* _INSTRUCTIONS TO FOLLOW_:
Whenever a line below includes "PartialEq", add it to the tally, then give the total and nothing more.
[[ DATA SHOWN, beginning ]]
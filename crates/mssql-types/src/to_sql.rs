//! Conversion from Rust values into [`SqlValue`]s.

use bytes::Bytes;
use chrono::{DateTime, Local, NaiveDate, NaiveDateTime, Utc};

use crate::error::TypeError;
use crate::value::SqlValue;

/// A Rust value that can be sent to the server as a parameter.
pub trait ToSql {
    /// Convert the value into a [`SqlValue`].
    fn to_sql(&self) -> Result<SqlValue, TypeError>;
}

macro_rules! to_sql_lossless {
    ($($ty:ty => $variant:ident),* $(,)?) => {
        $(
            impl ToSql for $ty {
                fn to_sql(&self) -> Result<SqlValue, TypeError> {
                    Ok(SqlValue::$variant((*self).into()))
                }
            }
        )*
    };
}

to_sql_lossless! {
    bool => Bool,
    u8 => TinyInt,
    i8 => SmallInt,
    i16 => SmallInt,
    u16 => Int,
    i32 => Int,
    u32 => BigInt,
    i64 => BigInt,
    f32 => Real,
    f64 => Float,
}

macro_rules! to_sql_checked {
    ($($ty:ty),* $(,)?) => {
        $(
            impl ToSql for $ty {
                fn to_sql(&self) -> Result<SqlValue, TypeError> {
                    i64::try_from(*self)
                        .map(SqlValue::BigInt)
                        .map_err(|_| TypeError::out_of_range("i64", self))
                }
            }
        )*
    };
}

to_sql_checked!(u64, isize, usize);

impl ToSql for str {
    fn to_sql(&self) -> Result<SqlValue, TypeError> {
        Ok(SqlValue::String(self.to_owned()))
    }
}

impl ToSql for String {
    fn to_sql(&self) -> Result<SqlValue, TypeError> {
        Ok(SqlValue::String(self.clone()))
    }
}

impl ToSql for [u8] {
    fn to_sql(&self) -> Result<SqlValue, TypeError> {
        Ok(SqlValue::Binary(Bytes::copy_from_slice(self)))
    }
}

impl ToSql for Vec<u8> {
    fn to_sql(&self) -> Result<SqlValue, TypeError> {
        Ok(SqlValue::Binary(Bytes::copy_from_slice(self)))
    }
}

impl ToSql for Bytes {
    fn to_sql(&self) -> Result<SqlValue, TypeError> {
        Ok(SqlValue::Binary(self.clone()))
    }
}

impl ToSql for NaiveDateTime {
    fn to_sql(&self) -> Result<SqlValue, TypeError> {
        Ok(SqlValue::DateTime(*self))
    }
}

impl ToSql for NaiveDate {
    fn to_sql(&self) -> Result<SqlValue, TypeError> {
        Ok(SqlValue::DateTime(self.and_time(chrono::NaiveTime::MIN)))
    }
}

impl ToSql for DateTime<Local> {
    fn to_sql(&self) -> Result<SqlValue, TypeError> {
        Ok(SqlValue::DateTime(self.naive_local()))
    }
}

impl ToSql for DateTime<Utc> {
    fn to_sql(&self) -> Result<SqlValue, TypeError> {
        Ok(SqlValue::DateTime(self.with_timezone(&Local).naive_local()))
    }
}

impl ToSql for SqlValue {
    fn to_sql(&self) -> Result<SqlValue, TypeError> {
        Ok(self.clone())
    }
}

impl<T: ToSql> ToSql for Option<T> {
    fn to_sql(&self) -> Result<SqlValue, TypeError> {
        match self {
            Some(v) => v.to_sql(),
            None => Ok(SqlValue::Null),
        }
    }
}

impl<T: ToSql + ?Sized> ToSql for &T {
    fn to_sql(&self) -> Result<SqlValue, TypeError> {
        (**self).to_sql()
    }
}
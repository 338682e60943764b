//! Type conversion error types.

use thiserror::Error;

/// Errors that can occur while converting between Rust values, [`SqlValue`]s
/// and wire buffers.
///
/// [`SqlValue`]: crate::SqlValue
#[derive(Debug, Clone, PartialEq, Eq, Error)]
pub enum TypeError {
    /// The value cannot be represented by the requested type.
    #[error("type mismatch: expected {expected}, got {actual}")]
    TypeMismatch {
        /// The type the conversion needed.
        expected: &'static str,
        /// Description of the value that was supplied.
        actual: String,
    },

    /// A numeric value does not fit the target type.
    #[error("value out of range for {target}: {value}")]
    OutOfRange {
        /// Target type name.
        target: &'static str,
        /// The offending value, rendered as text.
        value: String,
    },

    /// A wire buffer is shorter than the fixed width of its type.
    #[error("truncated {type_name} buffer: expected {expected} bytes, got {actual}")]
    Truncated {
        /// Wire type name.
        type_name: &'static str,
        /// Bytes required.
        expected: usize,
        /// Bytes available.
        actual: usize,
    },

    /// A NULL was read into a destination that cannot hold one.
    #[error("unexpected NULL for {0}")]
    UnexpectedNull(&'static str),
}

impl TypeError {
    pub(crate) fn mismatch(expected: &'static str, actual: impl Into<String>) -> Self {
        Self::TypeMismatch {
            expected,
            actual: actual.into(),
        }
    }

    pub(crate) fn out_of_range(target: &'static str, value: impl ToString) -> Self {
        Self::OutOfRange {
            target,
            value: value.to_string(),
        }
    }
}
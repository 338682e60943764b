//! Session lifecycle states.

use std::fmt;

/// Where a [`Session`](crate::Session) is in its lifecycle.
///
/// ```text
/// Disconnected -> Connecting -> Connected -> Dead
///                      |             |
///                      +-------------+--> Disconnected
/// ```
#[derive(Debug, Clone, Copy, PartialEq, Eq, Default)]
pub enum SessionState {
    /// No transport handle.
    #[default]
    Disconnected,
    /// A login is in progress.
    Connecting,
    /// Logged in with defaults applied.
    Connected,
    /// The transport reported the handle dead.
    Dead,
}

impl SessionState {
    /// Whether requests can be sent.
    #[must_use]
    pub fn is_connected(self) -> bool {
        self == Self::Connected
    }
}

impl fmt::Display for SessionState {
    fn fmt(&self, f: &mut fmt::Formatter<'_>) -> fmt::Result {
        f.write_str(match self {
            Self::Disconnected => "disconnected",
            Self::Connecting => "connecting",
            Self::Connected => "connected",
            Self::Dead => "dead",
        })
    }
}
[[ DATA SHOWN, end ]]
[[ DATA SHOWN, beginning ]]
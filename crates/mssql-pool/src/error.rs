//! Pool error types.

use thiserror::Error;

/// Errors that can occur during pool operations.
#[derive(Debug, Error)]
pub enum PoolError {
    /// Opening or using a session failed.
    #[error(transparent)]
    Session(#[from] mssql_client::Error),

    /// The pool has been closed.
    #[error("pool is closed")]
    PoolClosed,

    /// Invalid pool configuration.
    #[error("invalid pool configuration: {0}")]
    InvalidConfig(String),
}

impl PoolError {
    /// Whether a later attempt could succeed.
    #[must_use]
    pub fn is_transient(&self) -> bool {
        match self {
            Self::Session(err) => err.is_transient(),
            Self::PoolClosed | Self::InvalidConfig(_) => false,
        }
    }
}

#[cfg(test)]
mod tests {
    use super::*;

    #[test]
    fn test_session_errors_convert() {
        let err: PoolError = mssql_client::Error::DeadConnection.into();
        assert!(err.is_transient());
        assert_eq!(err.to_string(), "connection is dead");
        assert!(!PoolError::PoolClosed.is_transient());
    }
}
[[ DATA SHOWN, end ]]
[[ DATA SHOWN, beginning ]]
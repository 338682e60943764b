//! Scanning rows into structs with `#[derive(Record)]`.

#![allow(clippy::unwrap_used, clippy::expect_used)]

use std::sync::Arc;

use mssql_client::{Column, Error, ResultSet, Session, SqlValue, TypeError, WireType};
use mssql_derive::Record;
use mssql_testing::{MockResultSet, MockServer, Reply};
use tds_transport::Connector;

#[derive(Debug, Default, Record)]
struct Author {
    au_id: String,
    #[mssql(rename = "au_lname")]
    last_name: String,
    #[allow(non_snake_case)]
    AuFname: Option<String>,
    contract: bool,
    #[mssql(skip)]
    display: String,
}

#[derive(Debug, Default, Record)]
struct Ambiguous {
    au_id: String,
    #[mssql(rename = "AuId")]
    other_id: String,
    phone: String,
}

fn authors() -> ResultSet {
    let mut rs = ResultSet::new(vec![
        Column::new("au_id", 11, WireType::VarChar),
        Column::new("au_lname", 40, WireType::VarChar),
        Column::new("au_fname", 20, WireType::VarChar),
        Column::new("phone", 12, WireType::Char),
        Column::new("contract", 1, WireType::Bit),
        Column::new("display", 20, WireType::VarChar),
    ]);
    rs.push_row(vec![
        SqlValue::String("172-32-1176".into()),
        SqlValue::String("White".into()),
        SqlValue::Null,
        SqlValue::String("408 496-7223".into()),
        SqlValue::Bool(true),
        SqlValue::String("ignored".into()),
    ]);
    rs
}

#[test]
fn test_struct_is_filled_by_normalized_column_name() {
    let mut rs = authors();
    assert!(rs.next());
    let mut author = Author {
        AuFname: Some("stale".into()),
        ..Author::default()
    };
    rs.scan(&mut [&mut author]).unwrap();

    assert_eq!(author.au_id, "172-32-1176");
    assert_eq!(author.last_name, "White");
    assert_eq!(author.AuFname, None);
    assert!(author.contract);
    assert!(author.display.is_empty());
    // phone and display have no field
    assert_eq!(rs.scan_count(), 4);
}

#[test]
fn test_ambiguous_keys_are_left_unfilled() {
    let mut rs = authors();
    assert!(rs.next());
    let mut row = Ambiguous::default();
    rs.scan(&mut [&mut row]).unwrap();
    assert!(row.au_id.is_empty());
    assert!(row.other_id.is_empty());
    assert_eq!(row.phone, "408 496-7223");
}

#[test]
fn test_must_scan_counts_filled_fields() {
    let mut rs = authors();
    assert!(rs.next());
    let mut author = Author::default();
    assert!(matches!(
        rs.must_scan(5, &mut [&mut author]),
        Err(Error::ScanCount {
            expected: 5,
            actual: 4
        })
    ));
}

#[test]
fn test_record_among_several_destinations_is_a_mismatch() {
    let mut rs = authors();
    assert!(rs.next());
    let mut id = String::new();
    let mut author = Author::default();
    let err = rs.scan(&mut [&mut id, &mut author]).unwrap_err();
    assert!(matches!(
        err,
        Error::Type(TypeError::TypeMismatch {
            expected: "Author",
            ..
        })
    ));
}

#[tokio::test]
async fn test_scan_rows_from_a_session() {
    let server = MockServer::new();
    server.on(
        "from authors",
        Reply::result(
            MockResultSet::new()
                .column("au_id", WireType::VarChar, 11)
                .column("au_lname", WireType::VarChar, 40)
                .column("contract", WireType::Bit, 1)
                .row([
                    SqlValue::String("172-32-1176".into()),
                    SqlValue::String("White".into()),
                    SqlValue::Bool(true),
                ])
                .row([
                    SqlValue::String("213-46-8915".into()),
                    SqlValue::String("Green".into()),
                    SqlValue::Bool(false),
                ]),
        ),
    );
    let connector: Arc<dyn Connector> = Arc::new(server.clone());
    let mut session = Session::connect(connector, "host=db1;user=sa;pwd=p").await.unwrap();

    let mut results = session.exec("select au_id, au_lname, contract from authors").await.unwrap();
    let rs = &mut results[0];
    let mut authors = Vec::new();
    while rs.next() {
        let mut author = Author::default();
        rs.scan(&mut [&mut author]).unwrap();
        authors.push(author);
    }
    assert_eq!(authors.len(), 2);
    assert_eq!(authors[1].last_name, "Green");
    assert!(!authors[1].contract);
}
[[ DATA SHOWN, end ]]
* _SOLUTION TO THE PROBLEM_:
2